What Is Resmetirom and Why Does It Matter for Adolescents?

Resmetirom is a thyroid hormone receptor beta (THR-beta) selective agonist that reduces hepatic fat and fibrosis by mimicking thyroid hormone action specifically inside liver cells. The FDA approved it in March 2024 under the brand name Rezdiffra for adult patients with noncirrhotic metabolic dysfunction-associated steatohepatitis (MASH) and fibrosis stages F2 or F3. No adolescent indication has been granted. Still, adolescents with MASH represent a growing clinical concern, and some patients approaching adulthood may encounter this drug either through pediatric trials or through early off-label prescribing.

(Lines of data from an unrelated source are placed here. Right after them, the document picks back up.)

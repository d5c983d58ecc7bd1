//! Periodic authenticated discovery broadcasts and nonce tracking
//!
//! Each broadcast carries a fresh nonce bound to the announcement digest;
//! the nonce is the only thing that correlates an inbound key response with
//! the discovery that solicited it. Outstanding nonces live at most
//! [`NONCE_TTL`] and are swept lazily on each new broadcast rather than by
//! an active timer: an expired nonce is simply never matched.

use std::collections::HashMap;
use std::sync::Arc;
use std::time::{Duration, Instant};

use rand::Rng;
use tokio::sync::watch;
use tokio::task::JoinHandle;
use tracing::{debug, info, warn};

use crate::crypto;
use crate::error::{EvkmsError, EvkmsResult};
use crate::protocol::DiscoveryAnnouncement;
use crate::session::DeviceSession;
use crate::topics;

/// Time-to-live for a self-issued discovery nonce
pub const NONCE_TTL: Duration = Duration::from_secs(60);

/// Discovery broadcast period bounds; the period is sampled once at task
/// start so co-started devices do not storm the broker in lockstep
pub const DISCOVERY_PERIOD_MIN_SECS: f64 = 60.0;
pub const DISCOVERY_PERIOD_MAX_SECS: f64 = 120.0;

/// Outstanding self-issued discovery nonces with their issue times
#[derive(Debug)]
pub struct NonceLedger {
    outstanding: HashMap<String, Instant>,
    ttl: Duration,
}

impl Default for NonceLedger {
    fn default() -> Self {
        Self::with_ttl(NONCE_TTL)
    }
}

impl NonceLedger {
    /// Create a ledger with the standard TTL
    pub fn new() -> Self {
        Self::default()
    }

    /// Create a ledger with a custom TTL
    pub fn with_ttl(ttl: Duration) -> Self {
        Self {
            outstanding: HashMap::new(),
            ttl,
        }
    }

    /// Record a freshly issued nonce, sweeping expired entries first
    pub fn record(&mut self, nonce: String) {
        let swept = self.sweep();
        if swept > 0 {
            debug!(swept, "Swept expired discovery nonces");
        }
        self.outstanding.insert(nonce, Instant::now());
    }

    /// Whether the nonce is outstanding and within its TTL
    pub fn contains(&self, nonce: &str) -> bool {
        self.outstanding
            .get(nonce)
            .is_some_and(|issued| issued.elapsed() < self.ttl)
    }

    /// Consume (release) a nonce; returns true if it was outstanding
    pub fn consume(&mut self, nonce: &str) -> bool {
        self.outstanding.remove(nonce).is_some()
    }

    /// Remove entries older than the TTL, returning how many were dropped
    pub fn sweep(&mut self) -> usize {
        let before = self.outstanding.len();
        let ttl = self.ttl;
        self.outstanding.retain(|_, issued| issued.elapsed() < ttl);
        before - self.outstanding.len()
    }

    /// Number of tracked nonces, including not-yet-swept expired ones
    pub fn len(&self) -> usize {
        self.outstanding.len()
    }

    /// Whether no nonce is tracked
    pub fn is_empty(&self) -> bool {
        self.outstanding.is_empty()
    }
}

/// Handle to the running periodic discovery task
///
/// The task broadcasts immediately and then on every period tick until
/// [`DiscoveryTask::stop`] is called.
pub struct DiscoveryTask {
    shutdown: watch::Sender<bool>,
    handle: JoinHandle<()>,
}

impl DiscoveryTask {
    /// Signal the task to stop and wait for it to finish
    pub async fn stop(self) {
        let _ = self.shutdown.send(true);
        let _ = self.handle.await;
    }
}

impl DeviceSession {
    /// Broadcast an authenticated discovery announcement
    ///
    /// Gated: returns [`EvkmsError::SelfRevoked`] or
    /// [`EvkmsError::NotProvisioned`] without touching any state when the
    /// device must stay silent. Otherwise issues a nonce, records it with
    /// the current time (sweeping stale entries opportunistically) and
    /// publishes `{guid, subset, nonce, digest}` on the subset discovery
    /// address.
    pub fn broadcast_discovery(&self) -> EvkmsResult<()> {
        let mut state = self.state_mut();
        if state.revocation.is_self_revoked() {
            return Err(EvkmsError::SelfRevoked);
        }
        let secret = state
            .provisioning
            .secret_i()
            .ok_or(EvkmsError::NotProvisioned)?
            .to_string();

        let nonce = crypto::generate_nonce();
        state.nonces.record(nonce.clone());

        let announcement = DiscoveryAnnouncement {
            guid: self.identity().clone(),
            subset: self.subset().to_string(),
            nonce: nonce.clone(),
            digest: crypto::discovery_digest(&secret, self.identity().as_str(), &nonce),
        };
        let bytes = serde_json::to_vec(&announcement)?;
        drop(state);

        self.publisher()
            .publish(&topics::discovery_topic(self.subset()), bytes);
        debug!(nonce = %announcement.nonce, "Broadcasted discovery message");
        Ok(())
    }

    /// Handle an inbound discovery announcement from the subset topic
    ///
    /// No-ops (without error) on self-originated announcements, revoked
    /// peers, and peers we already hold a pairwise key for; the last guard
    /// is what prevents duplicate key agreements from repeated broadcasts.
    /// Valid, non-duplicate announcements go to the responder path of the
    /// key agreement.
    pub(crate) fn handle_discovery(&self, payload: &[u8]) -> EvkmsResult<()> {
        let mut state = self.state_mut();
        if state.revocation.is_self_revoked() {
            return Err(EvkmsError::SelfRevoked);
        }
        if !state.provisioning.is_provisioned() {
            return Err(EvkmsError::NotProvisioned);
        }

        let announcement: DiscoveryAnnouncement = serde_json::from_slice(payload)
            .map_err(|e| EvkmsError::MalformedPayload(e.to_string()))?;

        if announcement.guid == *self.identity() {
            return Ok(());
        }
        if state.revocation.is_revoked(&announcement.guid) {
            debug!(peer = %announcement.guid, "Ignoring discovery from revoked peer");
            return Ok(());
        }
        if state.keys.contains(&announcement.guid) {
            debug!(peer = %announcement.guid, "Already have pairwise key, ignoring discovery");
            return Ok(());
        }

        info!(peer = %announcement.guid, "Received discovery");
        self.respond_to_discovery(&mut state, &announcement)
    }

    /// Start the periodic discovery broadcast task
    ///
    /// The period is sampled uniformly from [60 s, 120 s) once. The task
    /// broadcasts on every tick (gating conditions are just skipped) and
    /// stops promptly when the returned handle's `stop` is awaited.
    pub fn start_discovery_task(self: &Arc<Self>) -> DiscoveryTask {
        let period = Duration::from_secs_f64(
            rand::rng().random_range(DISCOVERY_PERIOD_MIN_SECS..DISCOVERY_PERIOD_MAX_SECS),
        );
        let (shutdown, mut shutdown_rx) = watch::channel(false);
        let session = Arc::clone(self);

        let handle = tokio::spawn(async move {
            let mut interval = tokio::time::interval(period);
            loop {
                tokio::select! {
                    _ = interval.tick() => match session.broadcast_discovery() {
                        Ok(()) => {}
                        Err(EvkmsError::SelfRevoked) => {
                            debug!("Device is revoked, skipping discovery broadcast")
                        }
                        Err(EvkmsError::NotProvisioned) => {
                            debug!("Not provisioned yet, skipping discovery broadcast")
                        }
                        Err(e) => warn!(error = %e, "Discovery broadcast failed"),
                    },
                    _ = shutdown_rx.changed() => break,
                }
            }
            debug!("Discovery task stopped");
        });

        info!(period_secs = period.as_secs_f64(), "Started discovery protocol");
        DiscoveryTask { shutdown, handle }
    }
}

#[cfg(test)]
mod tests {
    use super::*;
    use crate::transport::LocalBus;
    use crate::types::DeviceGuid;

    #[test]
    fn test_nonce_record_and_consume() {
        let mut ledger = NonceLedger::new();
        ledger.record("NONCE_a".to_string());

        assert!(ledger.contains("NONCE_a"));
        assert!(ledger.consume("NONCE_a"));
        assert!(!ledger.contains("NONCE_a"));
        assert!(!ledger.consume("NONCE_a"));
    }

    #[test]
    fn test_expired_nonce_never_matches() {
        let mut ledger = NonceLedger::with_ttl(Duration::ZERO);
        ledger.record("NONCE_a".to_string());
        assert!(!ledger.contains("NONCE_a"));
    }

    #[test]
    fn test_record_sweeps_expired_entries() {
        let mut ledger = NonceLedger::with_ttl(Duration::ZERO);
        ledger.record("NONCE_a".to_string());
        ledger.record("NONCE_b".to_string());
        // Each record() swept the previous zero-TTL entry
        assert_eq!(ledger.len(), 1);
    }

    #[test]
    fn test_sweep_keeps_fresh_entries() {
        let mut ledger = NonceLedger::new();
        ledger.record("NONCE_a".to_string());
        ledger.record("NONCE_b".to_string());
        assert_eq!(ledger.sweep(), 0);
        assert_eq!(ledger.len(), 2);
    }

    #[tokio::test]
    async fn test_discovery_task_stops_cleanly() {
        let bus = LocalBus::new();
        let session = Arc::new(DeviceSession::new(
            DeviceGuid::new("subset1_device@1"),
            "LR01",
            bus,
        ));

        let task = session.start_discovery_task();
        task.stop().await;
    }

    #[test]
    fn test_broadcast_gated_while_unprovisioned() {
        let bus = LocalBus::new();
        let mut rx = bus.subscribe(vec![topics::discovery_topic("LR01")]);
        let session = DeviceSession::new(DeviceGuid::new("subset1_device@1"), "LR01", bus);

        let err = session.broadcast_discovery().unwrap_err();
        assert!(matches!(err, EvkmsError::NotProvisioned));
        assert!(rx.try_recv().is_err());
    }
}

The Burden of MASH in the 12-17 Age Group

MASH in adolescents is not a rare edge case. The NASH Clinical Research Network reported that among children and adolescents with biopsy-confirmed NAFLD (now termed MASLD), approximately 23% met histologic criteria for NASH (now MASH), with a subset showing bridging fibrosis [1]. Obesity rates in U.S. Adolescents have reached 19.7% according to CDC data from 2017-2020 [2], creating a large upstream population at risk for liver disease progression.

Adolescents with metabolic risk factors, including type 2 diabetes, polycystic ovary syndrome, or severe obesity, can develop clinically significant fibrosis before age 18. Those patients may be the most likely to encounter resmetirom at or near the transition to adult care.

Why the Transition Window Is Clinically Significant

The period between ages 16 and 19 carries the highest dropout rate from subspecialty care for any chronic pediatric disease. A 2018 BMJ review of transition programs across chronic conditions found that up to 50% of young adults lose follow-up contact within two years of leaving pediatric services [3]. For a patient on or being considered for a drug like resmetirom, that gap is medically serious: fibrosis can progress silently, and thyroid-related adverse effects require ongoing laboratory surveillance.


FDA Approval Status: What Clinicians Need to Know Before the Handoff

Resmetirom received accelerated approval on March 14, 2024, based on histologic endpoints from the MAESTRO-NASH trial [4]. The approved indication is strictly adults. The label specifies two weight-based doses: 80 mg once daily for patients weighing <100 kg and 100 mg once daily for patients at or above 100 kg.

What the MAESTRO-NASH Trial Actually Showed

The MAESTRO-NASH trial (N=966) was a phase 3, double-blind, placebo-controlled study. At 52 weeks:

  • 25.9% of patients on 80 mg resmetirom achieved MASH resolution without fibrosis worsening vs. 9.7% on placebo (P<0.001) [4]
  • 24.2% of patients on 100 mg achieved the same endpoint vs. 9.7% placebo (P<0.001) [4]
  • Fibrosis improvement by at least one stage occurred in 25.9% (80 mg) and 29.9% (100 mg) vs. 9.7% placebo [4]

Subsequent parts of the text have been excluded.